This is both true and irrelevant. Written records can capture an enormous quantity of the human experience in absolute terms while simultaneously capturing a miniscule portion of the human experience in relative terms. Even if it's the best "that we have available" that doesn't mean it's fit for purpose. In other words, if you had a human infant and did nothing other than lock it in a windowless box and recite terabytes of text at it for 20 years, you would not expect to get a well-adjusted human on the other side.
I take that as a moderately strong signal against that "miniscule portion" notion. Clearly, raw text captures a lot.
If we're looking at biologicals, then "human infant" is a weird object, because it falls out of the womb pre-trained. Evolution is an optimization process - and it spent an awful lot of time running a highly parallel search of low k-complexity priors to wire into mammal brains. Frontier labs can only wish they had the compute budget to do this kind of meta-learning.
Humans get a bag of computational primitives evolved for high fitness across a diverse range of environments - LLMs get the pit of vaguely constrained random initialization. No wonder they have to brute force their way out of it with the sheer amount of data. Sample efficiency is low because we're paying the inverse problem tax on every sample.
Training on a bunch of text someone wrote when they were mad doesn't capture the internal state of that person that caused the outburst, so it cannot be accurately reproduced by the system. The data does not exist.
Without the cause to the effect you essentially have to predict hallucinations from noise, which makes the end result verisimilar nonsense that is convincingly correlated with the actual thing but doesn't know why it is the way it is. It's like training a blind man to describe a landscape based on lots of descriptions and no idea what the colour green even is, only that it's something that might appear next to brown in nature based on lots of examples. So the guy gets it kinda right cause he's heard a description of that town before and we think he's actually seeing and tell him to drive a car next.
Another example would say, you're trying to train a time series model to predict the weather. You take the last 200 years of rainfall data, feed it all in, and ask it to predict what the weather's gonna be tomorrow. It will probably learn that certain parts of the year get more or less rain, that there will be rain after long periods of sun and vice versa, but its accuracy will be that of a coin toss because it does not look at the actual factors that influence rain: temperature, pressure, humidity, wind, cloud coverage radar data. Even with all that info it's still gonna be pretty bad, but at least an educated guess instead of an almost random one.

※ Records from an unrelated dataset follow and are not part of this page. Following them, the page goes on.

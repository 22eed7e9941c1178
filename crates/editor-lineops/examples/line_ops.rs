use editor_lineops::{LineCommand, LineCommandExecutor, ViewerEvent};
use tracing_subscriber::EnvFilter;

fn main() {
    // RUST_LOG=editor_lineops=trace shows every region and session transition.
    tracing_subscriber::fmt()
        .with_env_filter(
            EnvFilter::try_from_default_env().unwrap_or_else(|_| EnvFilter::new("debug")),
        )
        .init();

    let mut executor = LineCommandExecutor::new("alpha\nbeta\ngamma\r\ndelta");

    // Move "beta" up and back down; one undo reverts both moves.
    executor
        .execute(LineCommand::MoveCaret { offset: 7 })
        .unwrap();
    executor.execute(LineCommand::MoveLinesUp).unwrap();
    assert_eq!(executor.text(), "beta\nalpha\ngamma\r\ndelta");
    executor.execute(LineCommand::MoveLinesDown).unwrap();
    executor.execute(LineCommand::Undo).unwrap();
    assert_eq!(executor.text(), "alpha\nbeta\ngamma\r\ndelta");

    // Two consecutive cuts end up in one clipboard entry, CRLF preserved.
    executor
        .execute(LineCommand::MoveCaret { offset: 6 })
        .unwrap();
    executor.execute(LineCommand::CutLine).unwrap();
    executor.execute(LineCommand::CutLine).unwrap();
    assert_eq!(executor.clipboard().contents(), Some("beta\ngamma\r\n"));
    assert_eq!(executor.text(), "alpha\ndelta");

    // A click ends the session; the next cut starts a fresh entry.
    executor.handle_event(ViewerEvent::MouseDown);
    executor.execute(LineCommand::CutLine).unwrap();
    assert_eq!(executor.clipboard().contents(), Some("delta"));

    // Join what is left.
    executor
        .execute(LineCommand::Insert {
            offset: 0,
            text: "one\n    two".to_string(),
        })
        .unwrap();
    executor
        .execute(LineCommand::MoveCaret { offset: 0 })
        .unwrap();
    executor.execute(LineCommand::JoinLines).unwrap();
    println!("{:?}", executor.text());
}
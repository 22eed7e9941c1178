//! Text buffer abstraction and the rope-backed [`Document`].
//!
//! [`TextBuffer`] is the narrow contract the line operations consume: offset/line addressing,
//! per-line delimiters and an atomic `replace`. [`Document`] implements it on top of a
//! [`ropey::Rope`] that recognizes LF, CRLF and CR as line breaks, and records every replace in
//! an undo history that understands compound changes.

use crate::error::BadLocation;
use crate::line_ending::LineEnding;
use crate::selection::LineSpan;
use crate::undo::{TextEdit, UndoRedoManager, UndoStep};
use ropey::Rope;

/// Mutable text addressed by character offset and zero-based line number.
pub trait TextBuffer {
    /// Length in characters.
    fn len(&self) -> usize;

    /// Whether the buffer holds no text.
    fn is_empty(&self) -> bool {
        self.len() == 0
    }

    /// Text of `offset..offset + length`.
    fn get(&self, offset: usize, length: usize) -> Result<String, BadLocation>;

    /// Replace `offset..offset + length` with `text` in one atomic step.
    fn replace(&mut self, offset: usize, length: usize, text: &str) -> Result<(), BadLocation>;

    /// Number of lines. A buffer ending with a delimiter has a trailing empty line.
    fn number_of_lines(&self) -> usize;

    /// Line containing `offset`; `offset == len()` maps to the last line.
    fn line_of_offset(&self, offset: usize) -> Result<usize, BadLocation>;

    /// Offset of the first character of `line`.
    fn line_offset(&self, line: usize) -> Result<usize, BadLocation>;

    /// Length of `line` including its delimiter.
    fn line_length(&self, line: usize) -> Result<usize, BadLocation>;

    /// Delimiter terminating `line`, `None` for the last line.
    fn line_delimiter(&self, line: usize) -> Result<Option<LineEnding>, BadLocation>;

    /// Delimiter used when one has to be synthesized.
    fn default_line_ending(&self) -> LineEnding;

    /// Counter bumped by every modification.
    fn modification_stamp(&self) -> u64;

    /// Open a compound change; replaces until the matching
    /// [`end_compound_change`](TextBuffer::end_compound_change) undo as one unit.
    fn begin_compound_change(&mut self) {}

    /// Close the innermost compound change.
    fn end_compound_change(&mut self) {}

    /// Offset and length of `line` without its delimiter.
    fn line_information(&self, line: usize) -> Result<LineSpan, BadLocation> {
        let offset = self.line_offset(line)?;
        let delimiter = self
            .line_delimiter(line)?
            .map_or(0, LineEnding::char_len);
        Ok(LineSpan::new(offset, self.line_length(line)? - delimiter))
    }

    /// Text of `span`.
    fn get_span(&self, span: LineSpan) -> Result<String, BadLocation> {
        self.get(span.offset, span.length)
    }
}

/// Rope-backed document with undo history.
///
/// # Example
///
/// ```rust
/// use editor_lineops::{Document, LineEnding, TextBuffer};
///
/// let doc = Document::new("one\r\ntwo\nthree");
/// assert_eq!(doc.number_of_lines(), 3);
/// assert_eq!(doc.line_delimiter(0).unwrap(), Some(LineEnding::Crlf));
/// assert_eq!(doc.line_delimiter(2).unwrap(), None);
/// ```
pub struct Document {
    rope: Rope,
    default_line_ending: LineEnding,
    stamp: u64,
    history: UndoRedoManager,
}

impl Document {
    /// Create a document; the default delimiter is detected from `text` (LF if none).
    pub fn new(text: &str) -> Self {
        let default_line_ending = LineEnding::detect_in_text(text).unwrap_or_default();
        Self::with_line_ending(text, default_line_ending)
    }

    /// Create a document with an explicit default delimiter.
    pub fn with_line_ending(text: &str, default_line_ending: LineEnding) -> Self {
        Self {
            rope: Rope::from_str(text),
            default_line_ending,
            stamp: 0,
            history: UndoRedoManager::new(1000),
        }
    }

    /// Limit the undo history to `max_undo` steps.
    pub fn set_max_undo(&mut self, max_undo: usize) {
        self.history = UndoRedoManager::new(max_undo);
    }

    /// Full text.
    pub fn text(&self) -> String {
        self.rope.to_string()
    }

    /// Can undo
    pub fn can_undo(&self) -> bool {
        self.history.can_undo()
    }

    /// Can redo
    pub fn can_redo(&self) -> bool {
        self.history.can_redo()
    }

    /// Number of undoable groups.
    pub fn undo_depth(&self) -> usize {
        self.history.undo_depth()
    }

    /// Whether a compound change is open.
    pub fn in_compound_change(&self) -> bool {
        self.history.in_compound()
    }

    /// Undo the newest group; returns the caret offset after the undo.
    pub fn undo(&mut self) -> Option<usize> {
        // Undo closes any open compound change.
        while self.history.in_compound() {
            self.history.end_compound();
        }
        let steps = self.history.pop_undo_group()?;
        let mut caret = None;
        for step in steps {
            let edit = &step.edit;
            self.apply_raw(edit.offset, edit.inserted_len(), &edit.deleted_text);
            caret = Some(edit.offset + edit.deleted_len());
            self.history.push_redo(step);
        }
        caret
    }

    /// Redo the most recently undone group; returns the caret offset after the redo.
    pub fn redo(&mut self) -> Option<usize> {
        let steps = self.history.pop_redo_group()?;
        let mut caret = None;
        for step in steps {
            let edit = &step.edit;
            self.apply_raw(edit.offset, edit.deleted_len(), &edit.inserted_text);
            caret = Some(edit.offset + edit.inserted_len());
            self.history.push_undo_raw(step);
        }
        caret
    }

    fn apply_raw(&mut self, offset: usize, length: usize, text: &str) {
        if length > 0 {
            self.rope.remove(offset..offset + length);
        }
        if !text.is_empty() {
            self.rope.insert(offset, text);
        }
        self.stamp = self.stamp.wrapping_add(1);
    }

    fn check_line(&self, line: usize) -> Result<(), BadLocation> {
        let count = self.rope.len_lines();
        if line >= count {
            return Err(BadLocation::Line { line, count });
        }
        Ok(())
    }
}

impl Default for Document {
    fn default() -> Self {
        Self::new("")
    }
}

impl TextBuffer for Document {
    fn len(&self) -> usize {
        self.rope.len_chars()
    }

    fn get(&self, offset: usize, length: usize) -> Result<String, BadLocation> {
        let len = self.len();
        let end = offset
            .checked_add(length)
            .filter(|&end| end <= len)
            .ok_or(BadLocation::Range {
                offset,
                length,
                len,
            })?;
        Ok(self.rope.slice(offset..end).to_string())
    }

    fn replace(&mut self, offset: usize, length: usize, text: &str) -> Result<(), BadLocation> {
        let deleted_text = self.get(offset, length)?;
        if deleted_text.is_empty() && text.is_empty() {
            return Ok(());
        }
        self.apply_raw(offset, length, text);
        self.history.push(TextEdit {
            offset,
            deleted_text,
            inserted_text: text.to_string(),
        });
        Ok(())
    }

    fn number_of_lines(&self) -> usize {
        self.rope.len_lines()
    }

    fn line_of_offset(&self, offset: usize) -> Result<usize, BadLocation> {
        let len = self.len();
        if offset > len {
            return Err(BadLocation::Offset { offset, len });
        }
        Ok(self.rope.char_to_line(offset))
    }

    fn line_offset(&self, line: usize) -> Result<usize, BadLocation> {
        self.check_line(line)?;
        Ok(self.rope.line_to_char(line))
    }

    fn line_length(&self, line: usize) -> Result<usize, BadLocation> {
        self.check_line(line)?;
        Ok(self.rope.line(line).len_chars())
    }

    fn line_delimiter(&self, line: usize) -> Result<Option<LineEnding>, BadLocation> {
        self.check_line(line)?;
        let slice = self.rope.line(line);
        let len = slice.len_chars();
        let delimiter = match len.checked_sub(1).map(|i| slice.char(i)) {
            Some('\n') if len >= 2 && slice.char(len - 2) == '\r' => Some(LineEnding::Crlf),
            Some('\n') => Some(LineEnding::Lf),
            Some('\r') => Some(LineEnding::Cr),
            _ => None,
        };
        Ok(delimiter)
    }

    fn default_line_ending(&self) -> LineEnding {
        self.default_line_ending
    }

    fn modification_stamp(&self) -> u64 {
        self.stamp
    }

    fn begin_compound_change(&mut self) {
        self.history.begin_compound();
    }

    fn end_compound_change(&mut self) {
        self.history.end_compound();
    }
}

#[cfg(test)]
mod tests {
    use super::*;

    #[test]
    fn test_mixed_delimiters() {
        let doc = Document::new("a\r\nb\nc\rd");
        assert_eq!(doc.number_of_lines(), 4);
        assert_eq!(doc.line_delimiter(0).unwrap(), Some(LineEnding::Crlf));
        assert_eq!(doc.line_delimiter(1).unwrap(), Some(LineEnding::Lf));
        assert_eq!(doc.line_delimiter(2).unwrap(), Some(LineEnding::Cr));
        assert_eq!(doc.line_delimiter(3).unwrap(), None);
        assert_eq!(doc.line_length(0).unwrap(), 3);
        assert_eq!(doc.line_offset(1).unwrap(), 3);
        assert_eq!(doc.line_information(0).unwrap(), LineSpan::new(0, 1));
    }

    #[test]
    fn test_trailing_delimiter_adds_empty_line() {
        let doc = Document::new("a\nb\n");
        assert_eq!(doc.number_of_lines(), 3);
        assert_eq!(doc.line_offset(2).unwrap(), 4);
        assert_eq!(doc.line_length(2).unwrap(), 0);
        assert_eq!(doc.line_of_offset(4).unwrap(), 2);
    }

    #[test]
    fn test_line_of_offset_inside_crlf() {
        let doc = Document::new("ab\r\ncd");
        // Between '\r' and '\n' still belongs to line 0.
        assert_eq!(doc.line_of_offset(3).unwrap(), 0);
        assert_eq!(doc.line_of_offset(4).unwrap(), 1);
    }

    #[test]
    fn test_bad_locations() {
        let doc = Document::new("abc");
        assert_eq!(
            doc.line_of_offset(4),
            Err(BadLocation::Offset { offset: 4, len: 3 })
        );
        assert_eq!(doc.line_offset(1), Err(BadLocation::Line { line: 1, count: 1 }));
        assert!(doc.get(2, 2).is_err());
        assert!(doc.get(2, usize::MAX).is_err());
    }

    #[test]
    fn test_replace_and_undo_redo() {
        let mut doc = Document::new("hello world");
        doc.replace(6, 5, "rust").unwrap();
        assert_eq!(doc.text(), "hello rust");
        assert_eq!(doc.undo(), Some(11));
        assert_eq!(doc.text(), "hello world");
        assert_eq!(doc.redo(), Some(10));
        assert_eq!(doc.text(), "hello rust");
    }

    #[test]
    fn test_compound_change_undoes_as_one() {
        let mut doc = Document::new("abc");
        doc.begin_compound_change();
        doc.replace(0, 0, "1").unwrap();
        doc.replace(4, 0, "2").unwrap();
        doc.end_compound_change();
        assert_eq!(doc.text(), "1abc2");
        assert_eq!(doc.undo_depth(), 1);
        doc.undo();
        assert_eq!(doc.text(), "abc");
        doc.redo();
        assert_eq!(doc.text(), "1abc2");
    }

    #[test]
    fn test_stamp_moves_on_every_change() {
        let mut doc = Document::new("abc");
        let before = doc.modification_stamp();
        doc.replace(0, 1, "").unwrap();
        assert_ne!(doc.modification_stamp(), before);
        // A no-op replace leaves the stamp alone.
        let stamp = doc.modification_stamp();
        doc.replace(0, 0, "").unwrap();
        assert_eq!(doc.modification_stamp(), stamp);
    }

    #[test]
    fn test_default_line_ending_detected() {
        assert_eq!(Document::new("a\r\nb").default_line_ending(), LineEnding::Crlf);
        assert_eq!(Document::new("ab").default_line_ending(), LineEnding::Lf);
    }
}
//! Region computations for line operations.
//!
//! Everything here is a pure function of the buffer, the selection and the mapper. Results are
//! recomputed for every operation and never cached across edits.

use crate::document::TextBuffer;
use crate::error::BadLocation;
use crate::line_ending::LineEnding;
use crate::mapper::CoordinateMapper;
use crate::selection::{DeletionKind, LineSpan, MoveDirection, TextSelection};

fn delimiter_len(buffer: &dyn TextBuffer, line: usize) -> Result<usize, BadLocation> {
    Ok(buffer.line_delimiter(line)?.map_or(0, LineEnding::char_len))
}

/// Region removed by a single-offset delete of the given kind.
///
/// `ToEnd` at the end of a line's content covers only the delimiter (nothing on the last line).
/// The region never starts before `offset`, so a caret inside a CRLF takes only the `\n`.
pub fn compute_delete_region(
    buffer: &dyn TextBuffer,
    offset: usize,
    kind: DeletionKind,
) -> Result<LineSpan, BadLocation> {
    let line = buffer.line_of_offset(offset)?;
    let line_offset = buffer.line_offset(line)?;

    let span = match kind {
        DeletionKind::Whole => LineSpan::new(line_offset, buffer.line_length(line)?),
        DeletionKind::ToBeginning => LineSpan::from_bounds(line_offset, offset),
        DeletionKind::ToEnd => {
            let content_end = buffer.line_information(line)?.end();
            if offset >= content_end {
                LineSpan::from_bounds(offset, content_end + delimiter_len(buffer, line)?)
            } else {
                LineSpan::from_bounds(offset, content_end)
            }
        }
    };
    Ok(span)
}

/// Region removed by a delete of the given kind applied to a (possibly multi-line) selection,
/// clipped to the mapper's visible region.
///
/// - `Whole` covers every line the selection touches, delimiters included.
/// - `ToBeginning` runs from the start of the first line to the selection start.
/// - `ToEnd` runs from the selection end to the end of the line holding it.
pub fn compute_multi_line_delete_region(
    buffer: &dyn TextBuffer,
    mapper: &dyn CoordinateMapper,
    selection: TextSelection,
    kind: DeletionKind,
) -> Result<LineSpan, BadLocation> {
    let span = match kind {
        DeletionKind::Whole => {
            let start_line = selection.start_line(buffer)?;
            let end_line = selection.end_line(buffer)?;
            let start = buffer.line_offset(start_line)?;
            let end = buffer.line_offset(end_line)? + buffer.line_length(end_line)?;
            LineSpan::from_bounds(start, end)
        }
        DeletionKind::ToBeginning => compute_delete_region(buffer, selection.offset, kind)?,
        DeletionKind::ToEnd => compute_delete_region(buffer, selection.end(), kind)?,
    };
    Ok(clip_to_visible_region(buffer, mapper, span))
}

/// Intersect `span` with the visible region. A span entirely outside collapses to length 0.
pub fn clip_to_visible_region(
    buffer: &dyn TextBuffer,
    mapper: &dyn CoordinateMapper,
    span: LineSpan,
) -> LineSpan {
    let visible = mapper.visible_region(buffer);
    let start = span.offset.max(visible.offset);
    let end = span.end().min(visible.end());
    LineSpan::from_bounds(start, end)
}

/// Full lines touched by `selection`, without the last line's delimiter.
///
/// The flag is `true` when the last line is empty apart from its delimiter: the selection that
/// follows the moved block then keeps covering that delimiter so the empty line stays selected.
pub fn compute_moving_selection(
    buffer: &dyn TextBuffer,
    selection: TextSelection,
) -> Result<(LineSpan, bool), BadLocation> {
    let start_line = selection.start_line(buffer)?;
    let end_line = selection.end_line(buffer)?;

    let low = buffer.line_offset(start_line)?;
    let end_line_length = buffer.line_length(end_line)?;
    let mut high = buffer.line_offset(end_line)? + end_line_length;

    let delimiter = delimiter_len(buffer, end_line)?;
    high -= delimiter;
    let add_delimiter = delimiter > 0 && end_line_length == delimiter;

    Ok((LineSpan::from_bounds(low, high), add_delimiter))
}

/// The line the moving block jumps over, without its delimiter.
///
/// `None` when there is no such line. A copy tolerates one position past either edge: copying
/// up from the first line reports the first line itself, copying down from the last line
/// reports the empty span at the end of the buffer.
pub fn compute_skipped_line(
    buffer: &dyn TextBuffer,
    selection: TextSelection,
    direction: MoveDirection,
    is_copy: bool,
) -> Result<Option<LineSpan>, BadLocation> {
    let lines = buffer.number_of_lines();
    let skipped = match direction {
        MoveDirection::Up => selection.start_line(buffer)?.checked_sub(1),
        MoveDirection::Down => Some(selection.end_line(buffer)? + 1),
    };

    match skipped {
        None if is_copy => Ok(Some(buffer.line_information(0)?)),
        None => Ok(None),
        Some(line) if line < lines => Ok(Some(buffer.line_information(line)?)),
        Some(line) if is_copy && line == lines => Ok(Some(LineSpan::new(buffer.len(), 0))),
        Some(_) => Ok(None),
    }
}

fn is_whitespace(text: &str) -> bool {
    text.chars().all(char::is_whitespace)
}

/// Whether `span` can be touched without reaching into hidden content.
///
/// An overhang past either edge of the visible region is tolerated when it is whitespace and
/// the region edge lies on the span's own first/last line, since folds often start or end in
/// the middle of indentation. Both clipped ends must also map to widget offsets, so a span may
/// not start or end inside a collapsed fold.
pub fn contained_by_visible_region(
    buffer: &dyn TextBuffer,
    span: LineSpan,
    mapper: &dyn CoordinateMapper,
) -> Result<bool, BadLocation> {
    let min = span.offset;
    let max = span.end();
    let visible = mapper.visible_region(buffer);
    let selection = span.to_selection();

    if visible.offset > min {
        if buffer.line_of_offset(visible.offset)? != selection.start_line(buffer)? {
            return Ok(false);
        }
        if !is_whitespace(&buffer.get(min, visible.offset - min)?) {
            return Ok(false);
        }
    }

    let visible_end = visible.end();
    if visible_end < max {
        if buffer.line_of_offset(visible_end)? != selection.end_line(buffer)? {
            return Ok(false);
        }
        if !is_whitespace(&buffer.get(visible_end, max - visible_end)?) {
            return Ok(false);
        }
    }

    let first = min.max(visible.offset);
    let last = max.min(visible_end);
    Ok(mapper.model_to_widget(buffer, first).is_some()
        && mapper.model_to_widget(buffer, last).is_some())
}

The DL modelling approach itself is not conceptually wrong, the data just happens to be complete garbage so the end result is weird in ways that are hard to predict and correctly account for. We end up assuming the models know more than they realistically ever can. Sure there are cases where it's possible to capture the entire domain with a dataset, i.e. math, abstract programming. Clearly defined closed systems where we can generate as much synthetic data as needed that covers the entire problem domain. And LLMs expectedly do much better in those when you do actually do that.